Nuclear weapons in this context serve to protect Iranian interests. Pakistan did something similar in 1998, when it successfully developed nuclear arms. Following that, the country began aiding Islamist militants in India, which lead to the Kargil crisis in 1999 in Kashmir, and a standoff with India in the following years. There are implications here for Iran, if it intends to use the threat of nuclear weapons to project its interests safely: Pakistan was on the losing side of these conflicts, in the end.

Nuclear weapons are a political wedge of issues within the country as well. In 2004, Iran’s hard-liners took control of the parliament, and then the presidency the following year. It was during this time that the political parties in Iran, to differentiate themselves, started to use weapons: opponents who disagreed with the program were accused of being pro-US or against the interests of the Iran. This result was greater popular support for the program, and attempts to walk it back were slandered as ‘defeatist’.

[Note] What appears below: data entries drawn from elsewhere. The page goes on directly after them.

// crates/engine_platform/tests/frame_scenarios.rs
//! Whole frames driven through the public API on the headless backend.

use engine_platform::input::map::vk;
use engine_platform::input::{key_from_native, native_from_key};
use engine_platform::message::{NativeMouseButton, NativeTouchPoint, SizeKind, TouchFlags};
use engine_platform::{
    ButtonState, Event, EventKind, HeadlessPlatform, KeyCode, NativeMessage, NativeWindowId,
    PlatformConfig, PlatformContext, TouchType, WindowCreationFlags, WindowDesc, WindowHandle,
};
use std::path::PathBuf;

struct Harness {
    ctx: PlatformContext<HeadlessPlatform>,
    handle: WindowHandle,
    native: NativeWindowId,
}

impl Harness {
    fn new() -> Self {
        Self::with_desc(WindowDesc::new("scenario", 640, 480))
    }

    fn with_desc(desc: WindowDesc) -> Self {
        let mut ctx = PlatformContext::new(HeadlessPlatform::new(), PlatformConfig::default());
        let handle = ctx.create_window(&desc).expect("window");
        let native = ctx.registry().get(handle).expect("record").native;
        Self { ctx, handle, native }
    }

    fn platform(&mut self) -> &mut HeadlessPlatform {
        self.ctx.platform_mut()
    }

    fn push(&mut self, message: NativeMessage) {
        self.ctx.platform_mut().push_message(message);
    }

    fn frame(&mut self) -> Vec<Event> {
        self.ctx.pump_events();
        std::iter::from_fn(|| self.ctx.next_event()).collect()
    }
}

fn keys(events: &[Event]) -> Vec<(KeyCode, bool)> {
    events.iter().filter_map(Event::key).collect()
}

#[test]
fn key_tables_agree_both_ways() {
    for key in KeyCode::ALL {
        let Some(native) = native_from_key(key) else {
            assert_eq!(key, KeyCode::Colon);
            continue;
        };
        assert_eq!(key_from_native(u32::from(native.vk), native.extended), key);
    }
}

#[test]
fn tap_within_one_frame() {
    let mut h = Harness::new();
    let native = h.native;
    h.platform().press_key(native, b'A');
    h.platform().release_key(native, b'A');

    let events = h.frame();
    assert_eq!(keys(&events), vec![(KeyCode::A, true), (KeyCode::A, false)]);
    assert!(events.iter().all(|e| e.window == Some(h.handle)));
    let a = h.ctx.input().button(KeyCode::A);
    assert_eq!(a, ButtonState::DOWN | ButtonState::START | ButtonState::END);

    assert!(h.frame().is_empty());
    assert_eq!(h.ctx.input().button(KeyCode::A), ButtonState::empty());
}

#[test]
fn held_key_stays_down_across_frames() {
    let mut h = Harness::new();
    let native = h.native;
    h.platform().press_key(native, vk::SPACE);
    h.frame();
    assert!(h.ctx.input().started(KeyCode::Space));

    for _ in 0..3 {
        h.platform().repeat_key(native, vk::SPACE);
        let events = h.frame();
        assert_eq!(h.ctx.input().button(KeyCode::Space), ButtonState::DOWN);
        assert!(matches!(
            events[0].kind,
            EventKind::Keyboard { key: KeyCode::Space, pressed: true, repeat: true, .. }
        ));
    }

    h.platform().release_key(native, vk::SPACE);
    h.frame();
    assert!(h.ctx.input().ended(KeyCode::Space));
}

#[test]
fn swallowed_alt_release_surfaces_on_focus_loss() {
    let mut h = Harness::new();
    let native = h.native;
    h.platform().press_key(native, vk::LMENU);
    h.frame();
    assert!(h.ctx.input().modifiers().alt());

    // Alt+Tab: the OS eats the key-up and takes focus away.
    h.platform().set_physical_key(vk::LMENU, false);
    h.push(NativeMessage::KillFocus { window: native });
    let events = h.frame();

    assert_eq!(keys(&events), vec![(KeyCode::Alt, false)]);
    assert!(!h.ctx.input().has_focus());
    assert!(!h.ctx.input().modifiers().alt());

    h.push(NativeMessage::SetFocus { window: native });
    h.frame();
    assert!(h.ctx.input().has_focus());
    assert_eq!(h.ctx.input().button(KeyCode::Alt), ButtonState::empty());
}

#[test]
fn focus_loss_releases_each_held_key_once() {
    let mut h = Harness::new();
    let native = h.native;
    h.platform().press_key(native, vk::LSHIFT);
    h.platform().release_key(native, vk::LSHIFT);
    h.platform().press_key(native, b'A');
    h.platform().press_key(native, vk::LMENU);
    h.frame();
    assert!(h.ctx.input().is_down(KeyCode::A));
    assert!(h.ctx.input().modifiers().alt());

    h.platform().set_physical_key(b'A', false);
    h.platform().set_physical_key(vk::LMENU, false);
    h.push(NativeMessage::KillFocus { window: native });
    h.push(NativeMessage::ActivateApp { window: native, active: false });
    let events = h.frame();

    assert_eq!(keys(&events), vec![(KeyCode::Alt, false), (KeyCode::A, false)]);
    assert!(events.iter().all(|e| e.window == Some(h.handle)));
    assert!(h.ctx.input().ended(KeyCode::A));
    assert!(h.ctx.input().ended(KeyCode::Alt));
    assert!(!h.ctx.input().ended(KeyCode::Shift));
    assert!(h.ctx.input().modifiers().is_empty());
}

#[test]
fn ctrl_shortcut_carries_modifiers() {
    let mut h = Harness::new();
    let native = h.native;
    h.platform().press_key(native, vk::LCONTROL);
    h.platform().press_key(native, b'C');
    let events = h.frame();
    match events.last().map(|e| &e.kind) {
        Some(EventKind::Keyboard { key: KeyCode::C, modifiers, .. }) => {
            assert!(modifiers.ctrl());
            assert!(!modifiers.shift());
        }
        other => panic!("unexpected {other:?}"),
    }
}

#[test]
fn text_with_surrogate_pairs() {
    let mut h = Harness::new();
    let native = h.native;
    h.platform().type_text(native, "a\u{1F600}\r");
    h.push(NativeMessage::Char { window: native, unit: 0xDC00 });

    let text: Vec<char> = h
        .frame()
        .iter()
        .filter_map(|e| match e.kind {
            EventKind::TextInput { codepoint } => Some(codepoint),
            _ => None,
        })
        .collect();
    assert_eq!(text, vec!['a', '\u{1F600}']);
}

#[test]
fn interactive_resize_reports_once_on_exit() {
    let mut h = Harness::new();
    let native = h.native;
    h.push(NativeMessage::EnterSizeMove { window: native });
    h.push(NativeMessage::Size {
        window: native,
        kind: SizeKind::Restored,
        width: 700,
        height: 500,
    });
    assert!(h.frame().is_empty());
    assert!(h.ctx.input().is_user_resizing());
    assert!(h.ctx.input().is_paused());

    h.platform().set_client_size(native, 800, 600);
    h.push(NativeMessage::ExitSizeMove { window: native });
    let events = h.frame();
    assert_eq!(
        events,
        vec![Event::new(Some(h.handle), EventKind::WindowResize { width: 800, height: 600 })]
    );
    assert!(!h.ctx.input().is_user_resizing());
    assert!(!h.ctx.input().is_paused());
}

#[test]
fn minimize_then_restore() {
    let mut h = Harness::new();
    let native = h.native;
    h.push(NativeMessage::Size { window: native, kind: SizeKind::Minimized, width: 0, height: 0 });
    assert!(h.frame().is_empty());
    assert!(h.ctx.input().is_minimized());
    assert!(h.ctx.input().is_paused());

    h.push(NativeMessage::Size { window: native, kind: SizeKind::Restored, width: 640, height: 480 });
    let events = h.frame();
    assert_eq!(events.len(), 1);
    assert!(!h.ctx.input().is_minimized());
    assert!(!h.ctx.input().is_paused());
}

#[test]
fn close_and_quit() {
    let mut h = Harness::new();
    let native = h.native;
    assert!(h.frame().is_empty());

    h.push(NativeMessage::Close { window: native });
    h.push(NativeMessage::Quit);
    let events = h.frame();
    assert_eq!(events.len(), 2);
    assert!(events.iter().all(Event::is_quit));
    assert_eq!(events[0].window, Some(h.handle));
    assert_eq!(events[1].window, None);
}

#[test]
fn single_quit_is_delivered_once() {
    let mut h = Harness::new();
    h.push(NativeMessage::Quit);
    h.ctx.pump_events();
    assert_eq!(h.ctx.next_event(), Some(Event::new(None, EventKind::Quit)));
    assert_eq!(h.ctx.next_event(), None);
    assert!(h.frame().is_empty());
}

#[test]
fn fullscreen_round_trip() {
    let mut h = Harness::new();
    let before = h.ctx.platform().windows()[0].rect;

    h.ctx.toggle_fullscreen(h.handle, true);
    assert!(h.ctx.is_fullscreen(h.handle));
    assert_eq!(h.ctx.window_size(h.handle), (1920, 1080));

    h.ctx.toggle_fullscreen(h.handle, false);
    assert!(!h.ctx.is_fullscreen(h.handle));
    assert_eq!(h.ctx.platform().windows()[0].rect, before);
    assert_eq!(h.ctx.window_size(h.handle), (640, 480));
}

#[test]
fn touch_batch_fills_pointers_for_one_frame() {
    let mut h = Harness::new();
    let native = h.native;
    // Client origin of a framed window at the work area corner.
    let (ox, oy) = (8, 31);
    h.push(NativeMessage::Touch {
        window: native,
        points: Some(vec![
            NativeTouchPoint { flags: TouchFlags::DOWN, x: ox + 10, y: oy + 20 },
            NativeTouchPoint { flags: TouchFlags::MOVE | TouchFlags::UP, x: ox + 30, y: oy + 40 },
        ]),
    });
    let events = h.frame();
    assert_eq!(events.len(), 2);
    assert_eq!(
        events[0].kind,
        EventKind::Touch { index: 0, touch_type: TouchType::Pressed, x: 10, y: 20 }
    );

    let input = h.ctx.input();
    assert_eq!(input.touch_pointer_count(), 2);
    let types: Vec<TouchType> = input.touch_pointers().map(|p| p.touch_type).collect();
    assert_eq!(types, vec![TouchType::Pressed, TouchType::Moved]);

    h.frame();
    assert_eq!(h.ctx.input().touch_pointer_count(), 0);
}

#[test]
fn wheel_accumulates_per_frame() {
    let mut h = Harness::new();
    let native = h.native;
    assert_eq!(h.ctx.input().typical_wheel_delta(), None);
    h.push(NativeMessage::Wheel { window: native, delta: 120 });
    h.push(NativeMessage::Wheel { window: native, delta: 120 });
    h.push(NativeMessage::HWheel { window: native, delta: -120 });
    let events = h.frame();
    assert_eq!(events.len(), 3);

    let wheel = h.ctx.input().wheel_delta();
    assert_eq!((wheel.vertical, wheel.horizontal), (240, -120));
    assert_eq!(h.ctx.input().typical_wheel_delta(), Some(120));

    h.frame();
    assert_eq!(h.ctx.input().wheel_delta().vertical, 0);
    assert_eq!(h.ctx.input().typical_wheel_delta(), Some(120));
}

#[test]
fn mouse_buttons_capture_and_ignore_touch_echoes() {
    let mut h = Harness::new();
    let native = h.native;
    h.platform().click(native, NativeMouseButton::Left, true);
    h.frame();
    assert!(h.ctx.input().is_down(KeyCode::MouseLeft));
    assert_eq!(h.ctx.platform().captured(), Some(native));

    h.platform().click(native, NativeMouseButton::Left, false);
    h.frame();
    assert_eq!(h.ctx.platform().captured(), None);

    h.push(NativeMessage::MouseButton {
        window: native,
        button: NativeMouseButton::Right,
        pressed: true,
        extra_info: 0xFF51_5780,
    });
    assert!(h.frame().is_empty());
    assert!(!h.ctx.input().is_down(KeyCode::MouseRight));
}

#[test]
fn cursor_in_both_handednesses() {
    let mut h = Harness::new();
    h.platform().set_cursor(8 + 100, 31 + 30);
    assert_eq!(h.ctx.mouse_position(h.handle), (100, 30));
    assert_eq!(h.ctx.mouse_position_right_handed(h.handle), (100, 450));
}

#[test]
fn oversized_window_is_scaled_to_desktop() {
    let h = Harness::with_desc(WindowDesc::new("big", 2000, 2000));
    let (width, height) = h.ctx.window_size(h.handle);
    // 90% of a 1080 pixel desktop.
    assert!((971..=972).contains(&height), "{height}");
    assert!((971..=972).contains(&width), "{width}");
}

#[test]
fn drops_need_drag_and_drop_flag() {
    let paths = vec![PathBuf::from("assets/level.toml")];

    let mut plain = Harness::new();
    let native = plain.native;
    plain.push(NativeMessage::DropFiles { window: native, paths: paths.clone() });
    assert!(plain.frame().is_empty());

    let mut accepting = Harness::with_desc(
        WindowDesc::new("drop", 320, 200).with_flags(WindowCreationFlags::DRAG_AND_DROP),
    );
    let native = accepting.native;
    accepting.push(NativeMessage::DropFiles { window: native, paths: paths.clone() });
    let events = accepting.frame();
    assert_eq!(events[0].kind, EventKind::DragAndDrop { files: paths });
}
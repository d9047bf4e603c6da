// crates/engine_platform/src/backend/mod.rs
//! The seam between the platform layer and the OS windowing subsystem.
//!
//! Everything the layer needs from the OS goes through [`Platform`]. Query
//! methods return `Option` so callers can degrade to zeroed values on
//! failure; none of them are expected to block.

pub mod headless;
pub mod winit_platform;

pub use self::headless::HeadlessPlatform;
pub use self::winit_platform::WinitPlatform;

use crate::error::PlatformResult;
use crate::message::{NativeMessage, NativeWindowId};
use crate::window::{NativeWindowDesc, Rect, WindowStyle, ZOrder};
use bitflags::bitflags;
use glam::IVec2;

/// Win32's `WHEEL_DELTA`.
pub const DEFAULT_WHEEL_STEP: i32 = 120;

/// Class-level settings shared by every window.
#[derive(Debug, Clone, PartialEq, Eq)]
pub struct WindowClass {
    pub name: String,
    pub background_rgb: [u8; 3],
}

bitflags! {
    /// Digitizer capabilities, `SM_DIGITIZER` values.
    #[derive(Debug, Clone, Copy, PartialEq, Eq, Default)]
    pub struct DigitizerCaps: u32 {
        const INTEGRATED_TOUCH = 0x01;
        const EXTERNAL_TOUCH   = 0x02;
        const INTEGRATED_PEN   = 0x04;
        const EXTERNAL_PEN     = 0x08;
        const MULTI_INPUT      = 0x40;
        const READY            = 0x80;
    }
}

#[derive(Debug, Clone, Copy, PartialEq, Eq)]
pub enum MessageBoxKind {
    /// Single OK button.
    Info,
    /// Yes / No.
    Confirm,
    /// Abort / Retry / Ignore, system modal.
    AbortRetryIgnore,
}

#[derive(Debug, Clone, Copy, PartialEq, Eq)]
pub enum MessageBoxAnswer {
    Ok,
    Yes,
    No,
    Abort,
    Retry,
    Ignore,
    /// The dialog could not be shown or was dismissed.
    Dismissed,
}

pub trait Platform {
    /// Native window object handed to renderers.
    type Window;

    /// One-time setup, including window class registration.
    fn init(&mut self, class: &WindowClass) -> PlatformResult<()>;

    fn create_window(&mut self, desc: &NativeWindowDesc) -> PlatformResult<NativeWindowId>;

    /// Appends every message queued right now to `out`, without blocking.
    fn poll_messages(&mut self, out: &mut Vec<NativeMessage>);

    /// Client area, origin at (0, 0).
    fn client_rect(&self, window: NativeWindowId) -> Option<Rect>;
    /// Outer rect in screen coordinates.
    fn window_rect(&self, window: NativeWindowId) -> Option<Rect>;
    fn work_area(&self) -> Option<Rect>;
    fn desktop_rect(&self) -> Option<Rect>;
    /// Bounds of the monitor nearest to `window`.
    fn monitor_rect(&self, window: NativeWindowId) -> Option<Rect>;

    /// Cursor in screen coordinates.
    fn cursor_position(&self) -> Option<IVec2>;
    fn screen_to_client(&self, window: NativeWindowId, point: IVec2) -> Option<IVec2>;

    /// Physical state of a native virtual key, independent of the message queue.
    fn is_key_down(&self, vk: u8) -> bool;

    fn set_capture(&mut self, window: NativeWindowId, captured: bool);

    fn digitizer_caps(&self) -> DigitizerCaps;
    fn register_touch_window(&mut self, window: NativeWindowId) -> bool;

    fn window_style(&self, window: NativeWindowId) -> Option<WindowStyle>;
    fn set_window_style(&mut self, window: NativeWindowId, style: WindowStyle);
    fn set_window_rect(&mut self, window: NativeWindowId, rect: Rect, z_order: ZOrder);

    /// Wheel units per notch.
    fn typical_wheel_step(&self) -> i32 {
        DEFAULT_WHEEL_STEP
    }

    fn message_box(&mut self, kind: MessageBoxKind, title: &str, message: &str) -> MessageBoxAnswer;

    fn sleep_ms(&mut self, ms: u32) {
        std::thread::sleep(std::time::Duration::from_millis(u64::from(ms)));
    }

    fn window(&self, window: NativeWindowId) -> Option<&Self::Window>;
}
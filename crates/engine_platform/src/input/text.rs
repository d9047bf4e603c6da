// crates/engine_platform/src/input/text.rs

use crate::error::InputError;

/// Rebuilds codepoints from UTF-16 units that arrive one message at a time.
#[derive(Debug, Default, Clone)]
pub struct SurrogateAssembler {
    pending_high: Option<u16>,
}

/// Result of feeding one unit.
#[derive(Debug, Clone, Copy, PartialEq, Eq, Default)]
pub struct Assembled {
    /// A complete printable character, if this unit finished one.
    pub text: Option<char>,
    /// A problem with this unit or with a stale high surrogate before it.
    pub error: Option<InputError>,
}

fn is_high(unit: u16) -> bool {
    (0xD800..=0xDBFF).contains(&unit)
}

fn is_low(unit: u16) -> bool {
    (0xDC00..=0xDFFF).contains(&unit)
}

/// Control characters are dropped; only these become text events.
pub fn is_printable(c: char) -> bool {
    let cp = u32::from(c);
    cp >= 32 && cp != 127
}

impl SurrogateAssembler {
    pub fn new() -> Self {
        Self::default()
    }

    pub fn has_pending(&self) -> bool {
        self.pending_high.is_some()
    }

    pub fn push(&mut self, unit: u16) -> Assembled {
        let mut out = Assembled::default();

        if let Some(high) = self.pending_high.take() {
            if is_low(unit) {
                let cp = 0x10000 + ((u32::from(high) - 0xD800) << 10) + (u32::from(unit) - 0xDC00);
                out.text = char::from_u32(cp).filter(|c| is_printable(*c));
                return out;
            }
            // The stale high is reported; `unit` is still handled below.
            out.error = Some(InputError::UnpairedHighSurrogate(high));
        }

        if is_high(unit) {
            self.pending_high = Some(unit);
        } else if is_low(unit) {
            out.error = Some(InputError::UnpairedLowSurrogate(unit));
        } else {
            out.text = char::from_u32(u32::from(unit)).filter(|c| is_printable(*c));
        }
        out
    }
}
// crates/engine_platform/src/input/mod.rs
pub mod map;
pub mod poller;
pub mod queue;
pub mod state;
pub mod text;

// Re-export core types to keep the API at `crate::input::InputState`
pub use map::{is_touch_synthesized, key_from_native, native_from_key, NativeKey};
pub use poller::InputPoller;
pub use queue::EventQueue;
pub use state::InputState;
pub use text::SurrogateAssembler;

It is almost impossible to think that Iran wants nuclear weapons because they want to use them – but rather to use the idea of them as leverage in negotiations. That they brought the largest economies and military powers in the world to the negotiation table could be seen as a victory – and may indeed protect them from invasion in the longterm. Rouhani’s bold attempt to dangle the success of the nuclear deal based upon whether sanctions are lifted, anyway, shows an acute sense of the leverage his country controls with the threat of these weapons, and its potential as guarantor of Iran’s economic and political independence.